Besser wird es erst, als Jara Tietz ein Zimmer im Elternhaus direkt gegenüber der Kinderklinik bekommt. Nun ist sie viel öfter bei ihrer Tochter. Sie kann mehr tun, wird in die Versorgung eingebunden, gibt Ivy die Flasche, hilft bei der Krankengymnastik mit. Das Stationsteam habe ihnen Sicherheit vermittelt, sagen die Eltern: „Hier sind alle empathisch und geduldig. Auch wenn wir dieselbe Frage zum x-ten Mal stellen, wird sie beantwortet.“

Die Fortschritte: Alltag findet im Klinikum statt

Der Familienalltag spielt sich im Klinikum ab.
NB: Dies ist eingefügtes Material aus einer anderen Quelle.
impl SchemaSnapshot {
    pub fn version(&self) -> u64 {
        self.version
    }

    pub fn committed_at(&self) -> Option<DateTime<Utc>> {
        self.committed_at
    }

    /// Number of schema types
    pub fn len(&self) -> usize {
        self.types.len()
    }

    pub fn is_empty(&self) -> bool {
        self.types.is_empty()
    }

    /// The type or graph index currently bound to `name`
    pub fn name_owner(&self, name: &str) -> Option<SchemaId> {
        self.names.get(name).copied()
    }

    pub fn resolve(&self, name: &str) -> Option<&SchemaElement> {
        self.names.get(name).and_then(|id| self.types.get(id))
    }

    pub fn type_by_id(&self, id: SchemaId) -> Option<&SchemaElement> {
        self.types.get(&id)
    }

    pub fn types(&self) -> impl Iterator<Item = &SchemaElement> + '_ {
        self.types.values()
    }

    pub fn enumerate(&self, kind: SchemaKind) -> impl Iterator<Item = &SchemaElement> + '_ {
        self.types.values().filter(move |element| element.kind() == kind)
    }

    pub fn graph_index(&self, id: SchemaId) -> Option<&GraphIndex> {
        self.graph_indexes.get(&id)
    }

    pub fn graph_index_by_name(&self, name: &str) -> Option<&GraphIndex> {
        self.names.get(name).and_then(|id| self.graph_indexes.get(id))
    }

    pub fn graph_indexes(&self) -> impl Iterator<Item = &GraphIndex> + '_ {
        self.graph_indexes.values()
    }

    pub fn relation_index(&self, id: SchemaId) -> Option<&RelationTypeIndex> {
        self.relation_indexes.get(&id)
    }

    pub fn relation_indexes(&self) -> impl Iterator<Item = &RelationTypeIndex> + '_ {
        self.relation_indexes.values()
    }

    pub fn consistency(&self, id: SchemaId) -> Option<ConsistencyModifier> {
        self.consistency.get(&id).copied()
    }

    pub fn ttl_seconds(&self, id: SchemaId) -> Option<u64> {
        self.ttl.get(&id).copied()
    }

    /// Value of a managed option
    pub fn option(&self, path: &str) -> Option<&str> {
        self.options.get(path).map(String::as_str)
    }

    pub fn options(&self) -> impl Iterator<Item = (&str, &str)> + '_ {
        self.options.iter().map(|(k, v)| (k.as_str(), v.as_str()))
    }

    pub(crate) fn next_id(&self) -> u64 {
        self.next_id
    }

    /// Stamps a merged snapshot before it is published
    pub(crate) fn seal(&mut self, version: u64, next_id: u64) {
        self.version = version;
        self.next_id = self.next_id.max(next_id);
        self.committed_at = Some(Utc::now());
    }

    pub(crate) fn from_persisted(persisted: PersistedSchema) -> Self {
        let mut snapshot = SchemaSnapshot {
            version: persisted.version,
            next_id: persisted.next_id,
            committed_at: persisted.committed_at,
            consistency: persisted.consistency.into_iter().collect(),
            ttl: persisted.ttl.into_iter().collect(),
            options: persisted.options.into_iter().collect(),
            ..SchemaSnapshot::default()
        };
        for element in persisted.types {
            snapshot.names.insert(element.name().to_string(), element.id());
            snapshot.types.insert(element.id(), element);
        }
        for index in persisted.graph_indexes {
            snapshot.names.insert(index.name.clone(), index.id);
            snapshot.graph_indexes.insert(index.id, index);
        }
        for index in persisted.relation_indexes {
            snapshot.relation_indexes.insert(index.id, index);
        }
        snapshot
    }

    pub(crate) fn to_persisted(&self) -> PersistedSchema {
        let mut types: Vec<SchemaElement> = self.types.values().cloned().collect();
        types.sort_by_key(|element| element.id());
        let mut graph_indexes: Vec<GraphIndex> = self.graph_indexes.values().cloned().collect();
        graph_indexes.sort_by_key(|index| index.id);
        let mut relation_indexes: Vec<RelationTypeIndex> =
            self.relation_indexes.values().cloned().collect();
        relation_indexes.sort_by_key(|index| index.id);
        let mut consistency: Vec<_> = self.consistency.iter().map(|(k, v)| (*k, *v)).collect();
        consistency.sort_by_key(|(id, _)| *id);
        let mut ttl: Vec<_> = self.ttl.iter().map(|(k, v)| (*k, *v)).collect();
        ttl.sort_by_key(|(id, _)| *id);

        PersistedSchema {
            version: self.version,
            next_id: self.next_id,
            types,
            graph_indexes,
            relation_indexes,
            consistency,
            ttl,
            options: self
                .options
                .iter()
                .map(|(k, v)| (k.clone(), v.clone()))
                .collect(),
            committed_at: self.committed_at,
        }
    }

    /// Replays one overlay change on top of this snapshot.
    ///
    /// Errors describe a conflict with state committed after the overlay was
    /// built; the caller aborts the whole merge.
    pub(crate) fn merge_change(
        &mut self,
        change: &SchemaChange,
    ) -> Result<Option<PendingEffect>, String> {
        match change {
            SchemaChange::DefineType(element) => {
                self.claim_name(element.name(), element.id())?;
                self.types.insert(element.id(), element.clone());
                Ok(None)
            }
            SchemaChange::CreateGraphIndex(index) => {
                for field in &index.fields {
                    self.require_type(field.key)?;
                }
                if let Some(restriction) = index.restricted_to {
                    self.require_type(restriction)?;
                }
                self.claim_name(&index.name, index.id)?;
                self.graph_indexes.insert(index.id, index.clone());
                Ok(None)
            }
            SchemaChange::CreateRelationIndex(index) => {
                self.require_type(index.owner)?;
                for key in &index.sort_keys {
                    self.require_type(*key)?;
                }
                if self.relation_index_named(index.owner, &index.name).is_some() {
                    return Err(format!(
                        "vertex-centric index '{}' was created on {} by a concurrent commit",
                        index.name, index.owner
                    ));
                }
                self.relation_indexes.insert(index.id, index.clone());
                Ok(None)
            }
            SchemaChange::AddIndexKey { index, field } => {
                self.require_type(field.key)?;
                let target = self
                    .graph_indexes
                    .get_mut(index)
                    .ok_or_else(|| format!("graph index {} no longer exists", index))?;
                if !target.backing.is_mixed() {
                    return Err(format!("graph index '{}' is not a mixed index", target.name));
                }
                if target.fields.iter().any(|f| f.key == field.key) {
                    return Err(format!(
                        "key {} was added to '{}' by a concurrent commit",
                        field.key, target.name
                    ));
                }
                target.fields.push(field.clone());
                Ok(None)
            }
            SchemaChange::Rename { target, from, to } => {
                self.merge_rename(*target, from, to)?;
                Ok(None)
            }
            SchemaChange::SetConsistency { target, modifier } => {
                if !self.types.contains_key(target) && !self.graph_indexes.contains_key(target) {
                    return Err(format!("schema element {} no longer exists", target));
                }
                self.consistency.insert(*target, *modifier);
                Ok(None)
            }
            SchemaChange::SetTtl { target, seconds } => {
                self.require_type(*target)?;
                self.ttl.insert(*target, *seconds);
                Ok(None)
            }
            SchemaChange::SetOption { path, value } => {
                self.options.insert(path.clone(), value.clone());
                Ok(None)
            }
            SchemaChange::UpdateGraphIndex {
                index,
                action,
                generation,
            } => self.merge_index_update(*index, *action, *generation),
            SchemaChange::KeepGraphIndex {
                index,
                action,
                status,
                generation,
            } => {
                let current = self
                    .graph_indexes
                    .get(index)
                    .ok_or_else(|| format!("graph index {} no longer exists", index))?;
                if current.status != *status || current.generation != *generation {
                    return Err(format!(
                        "graph index '{}' moved to {} concurrently; {} no longer applies",
                        current.name, current.status, action
                    ));
                }
                if action.triggers_backfill() {
                    return Ok(Some(PendingEffect::Redrive(*index)));
                }
                Ok(None)
            }
            SchemaChange::RebuildRelationIndex { index } => {
                if !self.relation_indexes.contains_key(index) {
                    return Err(format!("vertex-centric index {} no longer exists", index));
                }
                Ok(Some(PendingEffect::Rebuild(*index)))
            }
        }
    }

    fn claim_name(&mut self, name: &str, id: SchemaId) -> Result<(), String> {
        match self.names.get(name) {
            Some(owner) if *owner != id => Err(format!(
                "name '{}' was claimed by a concurrent commit",
                name
            )),
            _ => {
                self.names.insert(name.to_string(), id);
                Ok(())
            }
        }
    }

    fn require_type(&self, id: SchemaId) -> Result<&SchemaElement, String> {
        self.types
            .get(&id)
            .ok_or_else(|| format!("schema type {} no longer exists", id))
    }

    fn relation_index_named(&self, owner: SchemaId, name: &str) -> Option<&RelationTypeIndex> {
        self.relation_indexes
            .values()
            .find(|index| index.owner == owner && index.name == name)
    }

    fn merge_rename(&mut self, target: SchemaRef, from: &str, to: &str) -> Result<(), String> {
        let current = match target {
            SchemaRef::Type(id) => self.require_type(id)?.name().to_string(),
            SchemaRef::GraphIndex(id) => self
                .graph_indexes
                .get(&id)
                .map(|index| index.name.clone())
                .ok_or_else(|| format!("graph index {} no longer exists", id))?,
            SchemaRef::RelationIndex(id) => self
                .relation_indexes
                .get(&id)
                .map(|index| index.name.clone())
                .ok_or_else(|| format!("vertex-centric index {} no longer exists", id))?,
        };
        if current != from {
            return Err(format!(
                "'{}' was renamed to '{}' by a concurrent commit",
                from, current
            ));
        }

        match target {
            SchemaRef::Type(id) => {
                self.names.remove(from);
                self.claim_name(to, id)?;
                if let Some(element) = self.types.get_mut(&id) {
                    *element = element.renamed(to);
                }
            }
            SchemaRef::GraphIndex(id) => {
                self.names.remove(from);
                self.claim_name(to, id)?;
                if let Some(index) = self.graph_indexes.get_mut(&id) {
                    index.name = to.to_string();
                }
            }
            SchemaRef::RelationIndex(id) => {
                let owner = self
                    .relation_indexes
                    .get(&id)
                    .map(|index| index.owner)
                    .ok_or_else(|| format!("vertex-centric index {} no longer exists", id))?;
                if self.relation_index_named(owner, to).is_some() {
                    return Err(format!(
                        "vertex-centric index name '{}' was claimed by a concurrent commit",
                        to
                    ));
                }
                if let Some(index) = self.relation_indexes.get_mut(&id) {
                    index.name = to.to_string();
                }
            }
        }
        Ok(())
    }

    fn merge_index_update(
        &mut self,
        id: SchemaId,
        action: SchemaAction,
        generation: u64,
    ) -> Result<Option<PendingEffect>, String> {
        let Some(current) = self.graph_indexes.get(&id) else {
            if action == SchemaAction::RemoveIndex {
                return Ok(None);
            }
            return Err(format!("graph index {} no longer exists", id));
        };

        match transition(current.status, action) {
            None => Err(format!(
                "graph index '{}' moved to {} concurrently and cannot apply {}",
                current.name, current.status, action
            )),
            Some(Transition::NoOp) if action.triggers_backfill() => {
                Ok(Some(PendingEffect::Redrive(id)))
            }
            Some(Transition::NoOp) => Ok(None),
            Some(Transition::Apply(status)) => {
                if action == SchemaAction::EnableIndex && current.generation != generation {
                    return Err(format!(
                        "graph index '{}' was re-registered concurrently",
                        current.name
                    ));
                }
                let Some(index) = self.graph_indexes.get_mut(&id) else {
                    return Err(format!("graph index {} no longer exists", id));
                };
                index.status = status;
                if status == IndexStatus::Registered {
                    index.generation += 1;
                    return Ok(Some(PendingEffect::Backfill(id)));
                }
                Ok(None)
            }
            Some(Transition::Remove) => {
                let Some(removed) = self.graph_indexes.remove(&id) else {
                    return Ok(None);
                };
                self.names.remove(&removed.name);
                self.consistency.remove(&id);
                Ok(Some(PendingEffect::Release(IndexDescriptor::Graph(removed))))
            }
        }
    }
}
Ivy macht Fortschritte, von Komplikationen bleibt sie verschont. Nach einem Monat kommt sie aus dem Inkubator und zieht um in ein Wärmebettchen. Zum ersten Mal wird sie gebadet. „Sie fand es super“, sagen die Eltern. Ihre Tochter liebe Kopfmassagen. Und sie wisse jetzt schon, was sie will.
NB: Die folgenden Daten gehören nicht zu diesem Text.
// Copyright (c) 2024-2025 GraphSchema Contributors
// SPDX-License-Identifier: Apache-2.0
//
//! Index maintainers with controllable backfill outcomes

use async_trait::async_trait;
use graphschema::{IndexDescriptor, IndexMaintainer};
use std::sync::atomic::{AtomicBool, AtomicUsize, Ordering};
use std::time::Duration;

/// Holds every backfill until `open` is called
#[derive(Debug, Default)]
pub struct GatedMaintainer {
    open: AtomicBool,
    released: AtomicUsize,
}

impl GatedMaintainer {
    pub fn open(&self) {
        self.open.store(true, Ordering::SeqCst);
    }

    pub fn released(&self) -> usize {
        self.released.load(Ordering::SeqCst)
    }
}

#[async_trait]
impl IndexMaintainer for GatedMaintainer {
    async fn backfill(&self, _index: &IndexDescriptor) -> Result<u64, String> {
        while !self.open.load(Ordering::SeqCst) {
            tokio::time::sleep(Duration::from_millis(5)).await;
        }
        Ok(42)
    }

    async fn release(&self, _index: &IndexDescriptor) -> Result<(), String> {
        self.released.fetch_add(1, Ordering::SeqCst);
        Ok(())
    }
}

/// Fails the first `failures` backfills, then succeeds
#[derive(Debug)]
pub struct FlakyMaintainer {
    failures: usize,
    attempts: AtomicUsize,
}

impl FlakyMaintainer {
    pub fn failing(failures: usize) -> Self {
        Self {
            failures,
            attempts: AtomicUsize::new(0),
        }
    }

    pub fn attempts(&self) -> usize {
        self.attempts.load(Ordering::SeqCst)
    }
}

#[async_trait]
impl IndexMaintainer for FlakyMaintainer {
    async fn backfill(&self, index: &IndexDescriptor) -> Result<u64, String> {
        let attempt = self.attempts.fetch_add(1, Ordering::SeqCst);
        if attempt < self.failures {
            return Err(format!("scan of '{}' interrupted", index.name()));
        }
        Ok(7)
    }

    async fn release(&self, _index: &IndexDescriptor) -> Result<(), String> {
        Ok(())
    }
}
Im nächsten Schritt soll Yvi vom Intensiv- in den Beobachtungsbereich verlegt werden. Ziel ist es, dass sie ohne maschinelle Unterstützung atmen kann, dass sie nicht mehr überwacht werden muss. Mama und Tochter üben bereits das Stillen. Und wie es aussieht, darf die Kleine Anfang Dezember nach Hause. Die Großeltern könnten es kaum erwarten, sagt die Mutter: „Dann wird endlich alles so, wie wir es uns ausgemalt haben.“ Ein größeres Weihnachtsgeschenk kann es für Familie Tietz nicht geben. (Robin Lipke)

Welt-Frühgeborenen-Tag

Jedes Jahr wird am 17. November weltweit auf die Belange von Frühgeborenen und ihren Familien aufmerksam gemacht. Das Datum für den Welt-Frühgeborenen-Tag wurde 2008 von der EFCNI (European Foundation for the Care of Newborn Infants) beschlossen. Dieses Datum hat für einen der Stiftungsgründer der EFCNI eine besondere Bedeutung. Nach dem Verlust von Drillingsfrühchen wurde er am 17. November 2008 Vater einer gesunden Tochter. 
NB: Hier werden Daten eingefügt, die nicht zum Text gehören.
// Copyright (c) 2024-2025 GraphSchema Contributors
// SPDX-License-Identifier: Apache-2.0
//
//! Index definitions, lifecycle states and the small enums around them

use chrono::{DateTime, Utc};
use serde::{Deserialize, Serialize};
use std::fmt;

use super::element::{SchemaId, SchemaKind};
use crate::error::SchemaError;

/// Direction of the edges covered by a vertex-centric index
#[derive(Debug, Clone, Copy, PartialEq, Eq, Hash, Serialize, Deserialize)]
pub enum Direction {
    Out,
    In,
    Both,
}

/// Sort order of a vertex-centric index
#[derive(Debug, Clone, Copy, PartialEq, Eq, Hash, Serialize, Deserialize, Default)]
pub enum Order {
    #[default]
    Asc,
    Desc,
}

/// The element category a graph index covers
#[derive(Debug, Clone, Copy, PartialEq, Eq, Hash, Serialize, Deserialize)]
pub enum ElementCategory {
    Vertex,
    Edge,
    Property,
}

impl ElementCategory {
    /// Kind of schema type an `index_only` restriction must have
    pub fn restriction_kind(&self) -> SchemaKind {
        match self {
            ElementCategory::Vertex => SchemaKind::VertexLabel,
            ElementCategory::Edge => SchemaKind::EdgeLabel,
            ElementCategory::Property => SchemaKind::PropertyKey,
        }
    }
}

impl std::str::FromStr for ElementCategory {
    type Err = SchemaError;

    fn from_str(s: &str) -> Result<Self, Self::Err> {
        match s.to_lowercase().as_str() {
            "vertex" => Ok(ElementCategory::Vertex),
            "edge" => Ok(ElementCategory::Edge),
            "property" => Ok(ElementCategory::Property),
            _ => Err(SchemaError::UnknownType(format!(
                "element category '{}'. Valid options: vertex, edge, property",
                s
            ))),
        }
    }
}

impl fmt::Display for ElementCategory {
    fn fmt(&self, f: &mut fmt::Formatter<'_>) -> fmt::Result {
        let name = match self {
            ElementCategory::Vertex => "vertex",
            ElementCategory::Edge => "edge",
            ElementCategory::Property => "property",
        };
        write!(f, "{}", name)
    }
}

/// How a graph index is stored
#[derive(Debug, Clone, PartialEq, Eq, Hash, Serialize, Deserialize)]
pub enum IndexBacking {
    /// Stored by the graph itself, fixed key set
    Composite,
    /// Delegated to an external search backend configured under this name
    Mixed { backend: String },
}

impl IndexBacking {
    pub fn is_composite(&self) -> bool {
        matches!(self, IndexBacking::Composite)
    }

    pub fn is_mixed(&self) -> bool {
        matches!(self, IndexBacking::Mixed { .. })
    }

    pub fn backend(&self) -> Option<&str> {
        match self {
            IndexBacking::Composite => None,
            IndexBacking::Mixed { backend } => Some(backend),
        }
    }
}

/// Lifecycle state of a graph index
#[derive(Debug, Clone, Copy, PartialEq, Eq, Hash, Serialize, Deserialize)]
pub enum IndexStatus {
    /// Defined and durable, not populated, invisible to queries and writers
    Installed,
    /// Writers maintain it, backfill pending or running, not used by queries
    Registered,
    /// Used by query planning
    Enabled,
    /// Neither queried nor maintained, data kept until removal
    Disabled,
}

impl IndexStatus {
    pub const ALL: [IndexStatus; 4] = [
        IndexStatus::Installed,
        IndexStatus::Registered,
        IndexStatus::Enabled,
        IndexStatus::Disabled,
    ];

    /// Whether writers must keep the index up to date
    pub fn is_maintained(&self) -> bool {
        matches!(self, IndexStatus::Registered | IndexStatus::Enabled)
    }

    /// Whether query planning may use the index
    pub fn is_queryable(&self) -> bool {
        matches!(self, IndexStatus::Enabled)
    }
}

impl fmt::Display for IndexStatus {
    fn fmt(&self, f: &mut fmt::Formatter<'_>) -> fmt::Result {
        let name = match self {
            IndexStatus::Installed => "INSTALLED",
            IndexStatus::Registered => "REGISTERED",
            IndexStatus::Enabled => "ENABLED",
            IndexStatus::Disabled => "DISABLED",
        };
        write!(f, "{}", name)
    }
}

/// Actions that drive the index lifecycle
#[derive(Debug, Clone, Copy, PartialEq, Eq, Hash, Serialize, Deserialize)]
pub enum SchemaAction {
    RegisterIndex,
    Reindex,
    EnableIndex,
    DisableIndex,
    RemoveIndex,
}

impl SchemaAction {
    pub const ALL: [SchemaAction; 5] = [
        SchemaAction::RegisterIndex,
        SchemaAction::Reindex,
        SchemaAction::EnableIndex,
        SchemaAction::DisableIndex,
        SchemaAction::RemoveIndex,
    ];

    /// Actions whose commit hands a backfill job to the executor
    pub fn triggers_backfill(&self) -> bool {
        matches!(self, SchemaAction::RegisterIndex | SchemaAction::Reindex)
    }
}

impl fmt::Display for SchemaAction {
    fn fmt(&self, f: &mut fmt::Formatter<'_>) -> fmt::Result {
        let name = match self {
            SchemaAction::RegisterIndex => "REGISTER_INDEX",
            SchemaAction::Reindex => "REINDEX",
            SchemaAction::EnableIndex => "ENABLE_INDEX",
            SchemaAction::DisableIndex => "DISABLE_INDEX",
            SchemaAction::RemoveIndex => "REMOVE_INDEX",
        };
        write!(f, "{}", name)
    }
}

/// Conflict-resolution policy for concurrent writes
#[derive(Debug, Clone, Copy, PartialEq, Eq, Hash, Serialize, Deserialize, Default)]
pub enum ConsistencyModifier {
    #[default]
    Default,
    Lock,
    Fork,
}

/// Time unit accepted by `set_ttl`
#[derive(Debug, Clone, Copy, PartialEq, Eq, Hash, Serialize, Deserialize)]
pub enum TimeUnit {
    Nanoseconds,
    Microseconds,
    Milliseconds,
    Seconds,
    Minutes,
    Hours,
    Days,
}

impl TimeUnit {
    /// Converts `value` to whole seconds, dropping any sub-second remainder
    pub fn to_whole_seconds(&self, value: u64) -> u64 {
        match self {
            TimeUnit::Nanoseconds => value / 1_000_000_000,
            TimeUnit::Microseconds => value / 1_000_000,
            TimeUnit::Milliseconds => value / 1_000,
            TimeUnit::Seconds => value,
            TimeUnit::Minutes => value.saturating_mul(60),
            TimeUnit::Hours => value.saturating_mul(3_600),
            TimeUnit::Days => value.saturating_mul(86_400),
        }
    }
}

/// Value of a backend-specific index parameter
#[derive(Debug, Clone, PartialEq, Serialize, Deserialize)]
pub enum ParameterValue {
    Str(String),
    Int(i64),
    Float(f64),
    Bool(bool),
}

impl From<&str> for ParameterValue {
    fn from(value: &str) -> Self {
        ParameterValue::Str(value.to_string())
    }
}

impl From<String> for ParameterValue {
    fn from(value: String) -> Self {
        ParameterValue::Str(value)
    }
}

impl From<i64> for ParameterValue {
    fn from(value: i64) -> Self {
        ParameterValue::Int(value)
    }
}

impl From<f64> for ParameterValue {
    fn from(value: f64) -> Self {
        ParameterValue::Float(value)
    }
}

impl From<bool> for ParameterValue {
    fn from(value: bool) -> Self {
        ParameterValue::Bool(value)
    }
}

/// Key/value parameter attached to an indexed key, e.g. a text mapping
#[derive(Debug, Clone, PartialEq, Serialize, Deserialize)]
pub struct Parameter {
    pub key: String,
    pub value: ParameterValue,
}

impl Parameter {
    pub fn new(key: impl Into<String>, value: impl Into<ParameterValue>) -> Self {
        Self {
            key: key.into(),
            value: value.into(),
        }
    }
}

/// One indexed property key and its parameters
#[derive(Debug, Clone, PartialEq, Serialize, Deserialize)]
pub struct IndexField {
    pub key: SchemaId,
    pub parameters: Vec<Parameter>,
}

/// A graph-wide index
#[derive(Debug, Clone, PartialEq, Serialize, Deserialize)]
pub struct GraphIndex {
    pub(crate) id: SchemaId,
    pub(crate) name: String,
    pub(crate) category: ElementCategory,
    pub(crate) backing: IndexBacking,
    pub(crate) fields: Vec<IndexField>,
    pub(crate) restricted_to: Option<SchemaId>,
    pub(crate) unique: bool,
    pub(crate) status: IndexStatus,
    /// Bumped on every committed REGISTER_INDEX or REINDEX
    pub(crate) generation: u64,
    pub(crate) created_at: DateTime<Utc>,
}

impl GraphIndex {
    pub fn id(&self) -> SchemaId {
        self.id
    }

    pub fn name(&self) -> &str {
        &self.name
    }

    pub fn element_category(&self) -> ElementCategory {
        self.category
    }

    pub fn backing(&self) -> &IndexBacking {
        &self.backing
    }

    pub fn is_composite(&self) -> bool {
        self.backing.is_composite()
    }

    pub fn is_mixed(&self) -> bool {
        self.backing.is_mixed()
    }

    pub fn backing_index(&self) -> Option<&str> {
        self.backing.backend()
    }

    pub fn fields(&self) -> &[IndexField] {
        &self.fields
    }

    /// Indexed property keys in match order
    pub fn keys(&self) -> Vec<SchemaId> {
        self.fields.iter().map(|field| field.key).collect()
    }

    pub fn parameters_for(&self, key: SchemaId) -> Option<&[Parameter]> {
        self.fields
            .iter()
            .find(|field| field.key == key)
            .map(|field| field.parameters.as_slice())
    }

    pub fn restricted_to(&self) -> Option<SchemaId> {
        self.restricted_to
    }

    pub fn is_unique(&self) -> bool {
        self.unique
    }

    pub fn status(&self) -> IndexStatus {
        self.status
    }

    pub fn generation(&self) -> u64 {
        self.generation
    }

    pub fn created_at(&self) -> DateTime<Utc> {
        self.created_at
    }
}

/// A vertex-centric index over the relations of one relation type
#[derive(Debug, Clone, PartialEq, Eq, Serialize, Deserialize)]
pub struct RelationTypeIndex {
    pub(crate) id: SchemaId,
    pub(crate) name: String,
    pub(crate) owner: SchemaId,
    pub(crate) owner_kind: SchemaKind,
    pub(crate) direction: Direction,
    pub(crate) sort_order: Order,
    pub(crate) sort_keys: Vec<SchemaId>,
}

impl RelationTypeIndex {
    pub fn id(&self) -> SchemaId {
        self.id
    }

    pub fn name(&self) -> &str {
        &self.name
    }

    pub fn owner(&self) -> SchemaId {
        self.owner
    }

    pub fn owner_kind(&self) -> SchemaKind {
        self.owner_kind
    }

    pub fn direction(&self) -> Direction {
        self.direction
    }

    pub fn sort_order(&self) -> Order {
        self.sort_order
    }

    pub fn sort_keys(&self) -> &[SchemaId] {
        &self.sort_keys
    }

    /// Vertex-centric indexes are authoritative as soon as they are committed
    pub fn status(&self) -> IndexStatus {
        IndexStatus::Enabled
    }
}

/// Handle accepted by `update_index`
#[derive(Debug, Clone, Copy, PartialEq, Eq, Hash)]
pub enum IndexRef {
    Graph(SchemaId),
    Relation(SchemaId),
}

impl From<&GraphIndex> for IndexRef {
    fn from(index: &GraphIndex) -> Self {
        IndexRef::Graph(index.id)
    }
}

impl From<&RelationTypeIndex> for IndexRef {
    fn from(index: &RelationTypeIndex) -> Self {
        IndexRef::Relation(index.id)
    }
}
Fakten zum Thema Frühgeburten

  • In Deutschland wird jedes zehnte Kind als Frühchen geboren. Von einem Frühgeborenen ist die Rede, wenn es vor der 37. Woche zur Welt kommt.
  • Die größten Risiken bestehen darin, dass Lunge und Darm noch nicht funktionsfähig sind. So können die Babys nicht selbstständig atmen und nicht ernährt werden.
  • Auf der Frühchen-Station, der Neonatologie, im Kasseler Klinikum werden im Jahr rund 700 Frühchen behandelt. Darunter sind etwa 100 kritische Fälle, deren Gewicht bei der Geburt nicht mal 1500 Gramm beträgt.
  • Für die Versorgung eines Frühchens sind bei der Geburt sechs Mitarbeiter im Einsatz. Die Neonatologie im Klinikum ist unterteilt in einen Intensiv- und einen Beobachtungsbereich.
  • Am heutigen Welt-Frühgeborenen-Tag wird die Station geschmückt. Außerdem wird das Klinikum wie andere Gebäude weltweit auch in den Abendstunden violett angestrahlt.